Saved entries
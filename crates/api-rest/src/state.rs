//! Shared server state: the gate, the operator directory, and one workstation per login.

use crate::error::{ApiError, ApiResult};
use axum::http::HeaderMap;
use hims_access::{AccessGate, OperatorDirectory, OperatorSession, Section, DEFAULT_SECTION};
use hims_core::{EncounterSession, EncounterStore, InMemoryEncounterStore, SessionState};
use hims_files::{AttachmentPort, ContentStoreUploader, UploadPolicy};
use std::collections::HashMap;
use std::sync::{Arc, Mutex, MutexGuard, PoisonError};

/// Header carrying the token returned by `POST /login`.
pub const SESSION_TOKEN_HEADER: &str = "x-session-token";

/// What one signed-in operator is working on.
pub struct Workstation {
    pub operator: OperatorSession,
    pub encounter: EncounterSession,
}

/// Application state shared across REST handlers.
///
/// The workstation map is behind a plain mutex. Handlers take it, do synchronous work, and
/// release it before any `.await`.
#[derive(Clone)]
pub struct AppState {
    gate: Arc<AccessGate>,
    directory: Arc<OperatorDirectory>,
    store: Arc<InMemoryEncounterStore>,
    attachments: Arc<dyn AttachmentPort>,
    upload_policy: Arc<UploadPolicy>,
    file_store: Option<Arc<ContentStoreUploader>>,
    workstations: Arc<Mutex<HashMap<String, Workstation>>>,
}

impl AppState {
    pub fn new(
        directory: OperatorDirectory,
        store: Arc<InMemoryEncounterStore>,
        attachments: Arc<dyn AttachmentPort>,
        upload_policy: UploadPolicy,
    ) -> Self {
        Self {
            gate: Arc::new(AccessGate::default()),
            directory: Arc::new(directory),
            store,
            attachments,
            upload_policy: Arc::new(upload_policy),
            file_store: None,
            workstations: Arc::new(Mutex::new(HashMap::new())),
        }
    }

    /// Serves files held by `store` under `/files/sha256/{hash}`.
    pub fn with_file_store(self, store: Arc<ContentStoreUploader>) -> Self {
        Self {
            file_store: Some(store),
            ..self
        }
    }

    pub fn gate(&self) -> &AccessGate {
        &self.gate
    }

    pub fn directory(&self) -> &OperatorDirectory {
        &self.directory
    }

    pub fn store(&self) -> &InMemoryEncounterStore {
        &self.store
    }

    pub fn attachments(&self) -> &dyn AttachmentPort {
        self.attachments.as_ref()
    }

    pub fn upload_policy(&self) -> &UploadPolicy {
        &self.upload_policy
    }

    pub fn file_store(&self) -> Option<&ContentStoreUploader> {
        self.file_store.as_deref()
    }

    /// Opens a workstation for a freshly authenticated operator and returns its token.
    pub fn sign_in(&self, operator: OperatorSession) -> String {
        let token = operator.session_id().to_string();
        let encounter = self.new_encounter_session(&operator);
        self.lock().insert(
            token.clone(),
            Workstation {
                operator,
                encounter,
            },
        );
        token
    }

    /// Drops the workstation behind `token`, closing any open encounter.
    pub fn sign_out(&self, token: &str) -> ApiResult<()> {
        let mut workstation = self.lock().remove(token).ok_or(ApiError::Unauthenticated)?;
        workstation.encounter.close();
        tracing::info!(username = workstation.operator.username(), "operator signed out");
        Ok(())
    }

    /// The operator signed in under `token`, if any.
    pub fn operator(&self, token: &str) -> Option<OperatorSession> {
        self.lock().get(token).map(|w| w.operator.clone())
    }

    /// Runs `f` against the caller's workstation.
    pub fn with_workstation<T>(
        &self,
        headers: &HeaderMap,
        f: impl FnOnce(&mut Workstation) -> ApiResult<T>,
    ) -> ApiResult<T> {
        let token = session_token(headers).ok_or(ApiError::Unauthenticated)?;
        let mut workstations = self.lock();
        let workstation = workstations
            .get_mut(token)
            .ok_or(ApiError::Unauthenticated)?;
        f(workstation)
    }

    /// Like [`with_workstation`](Self::with_workstation), for operators allowed into the
    /// consultation section only.
    pub fn with_consultation<T>(
        &self,
        headers: &HeaderMap,
        f: impl FnOnce(&mut Workstation) -> ApiResult<T>,
    ) -> ApiResult<T> {
        self.with_workstation(headers, |workstation| {
            if !self
                .gate
                .can_access(workstation.operator.role(), Section::Consultation)
            {
                tracing::debug!(
                    role = %workstation.operator.role(),
                    "consultation endpoint denied"
                );
                return Err(ApiError::Denied {
                    section: Section::Consultation,
                    redirect_to: DEFAULT_SECTION,
                });
            }
            f(workstation)
        })
    }

    /// A completed encounter session is terminal; the next patient gets a new one.
    pub fn renew_if_completed(&self, workstation: &mut Workstation) {
        if workstation.encounter.state() == SessionState::Completed {
            workstation.encounter = self.new_encounter_session(&workstation.operator);
        }
    }

    fn new_encounter_session(&self, operator: &OperatorSession) -> EncounterSession {
        let store: Arc<dyn EncounterStore> = self.store.clone();
        EncounterSession::new(store, operator.display_name())
    }

    fn lock(&self) -> MutexGuard<'_, HashMap<String, Workstation>> {
        self.workstations
            .lock()
            .unwrap_or_else(PoisonError::into_inner)
    }
}

/// Reads the session token header, if present and valid UTF-8.
pub fn session_token(headers: &HeaderMap) -> Option<&str> {
    headers
        .get(SESSION_TOKEN_HEADER)
        .and_then(|value| value.to_str().ok())
        .map(str::trim)
        .filter(|token| !token.is_empty())
}
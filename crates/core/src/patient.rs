//! Patient summary as received from the registry.
//!
//! The encounter session copies a [`Patient`] in when it starts and never writes it back,
//! apart from the chief complaint dual-write.

use crate::record::examination::VitalSigns;
use chrono::NaiveDate;
use hims_types::NonEmptyText;
use serde::{Deserialize, Serialize};

#[derive(Clone, Copy, Debug, PartialEq, Eq, Serialize, Deserialize)]
#[serde(rename_all = "kebab-case")]
pub enum Gender {
    Male,
    Female,
    Other,
}

#[derive(Clone, Copy, Debug, PartialEq, Eq, Serialize, Deserialize)]
#[serde(rename_all = "kebab-case")]
pub enum VisitType {
    New,
    Return,
}

#[derive(Clone, Debug, PartialEq, Serialize, Deserialize)]
#[serde(rename_all = "camelCase")]
pub struct Patient {
    pub id: NonEmptyText,
    pub name: NonEmptyText,
    pub age: u16,
    pub gender: Gender,
    #[serde(default, skip_serializing_if = "Option::is_none")]
    pub phone: Option<String>,
    #[serde(default, skip_serializing_if = "Option::is_none")]
    pub address: Option<String>,
    #[serde(default, skip_serializing_if = "Option::is_none")]
    pub visit_type: Option<VisitType>,
    #[serde(default, skip_serializing_if = "Option::is_none")]
    pub chief_complaint: Option<String>,
    #[serde(default)]
    pub allergies: Vec<String>,
    #[serde(default)]
    pub chronic_conditions: Vec<String>,
    #[serde(default, skip_serializing_if = "Option::is_none")]
    pub last_visit: Option<NaiveDate>,
    #[serde(default, skip_serializing_if = "Option::is_none")]
    pub vital_signs: Option<VitalSigns>,
}

/// The identity of a patient as stored with an encounter.
#[derive(Clone, Debug, PartialEq, Eq, Serialize, Deserialize)]
pub struct PatientRef {
    pub id: NonEmptyText,
    pub name: NonEmptyText,
}

impl From<&Patient> for PatientRef {
    fn from(patient: &Patient) -> Self {
        Self {
            id: patient.id.clone(),
            name: patient.name.clone(),
        }
    }
}

#[cfg(test)]
mod tests {
    use super::*;

    #[test]
    fn parses_camel_case_summary_with_defaults() {
        let patient: Patient = serde_json::from_value(serde_json::json!({
            "id": "P-0001",
            "name": "张伟",
            "age": 42,
            "gender": "male",
            "visitType": "return",
            "chiefComplaint": "头痛三天",
            "lastVisit": "2025-12-01",
            "vitalSigns": {"temperature": 36.9}
        }))
        .unwrap();

        assert_eq!(patient.visit_type, Some(VisitType::Return));
        assert_eq!(patient.chief_complaint.as_deref(), Some("头痛三天"));
        assert!(patient.allergies.is_empty());
        assert_eq!(
            patient.vital_signs.and_then(|v| v.temperature),
            Some(36.9)
        );
    }

    #[test]
    fn blank_name_is_rejected() {
        let result = serde_json::from_value::<Patient>(serde_json::json!({
            "id": "P-0002", "name": " ", "age": 30, "gender": "female"
        }));
        assert!(result.is_err());
    }
}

--- EXERCISE DETAILS ---
All lines with the string "crates" must be copied from the data.

--- EXERCISE RESULT ---
filename crates/api-rest/src/state.rs
filename crates/core/src/patient.rs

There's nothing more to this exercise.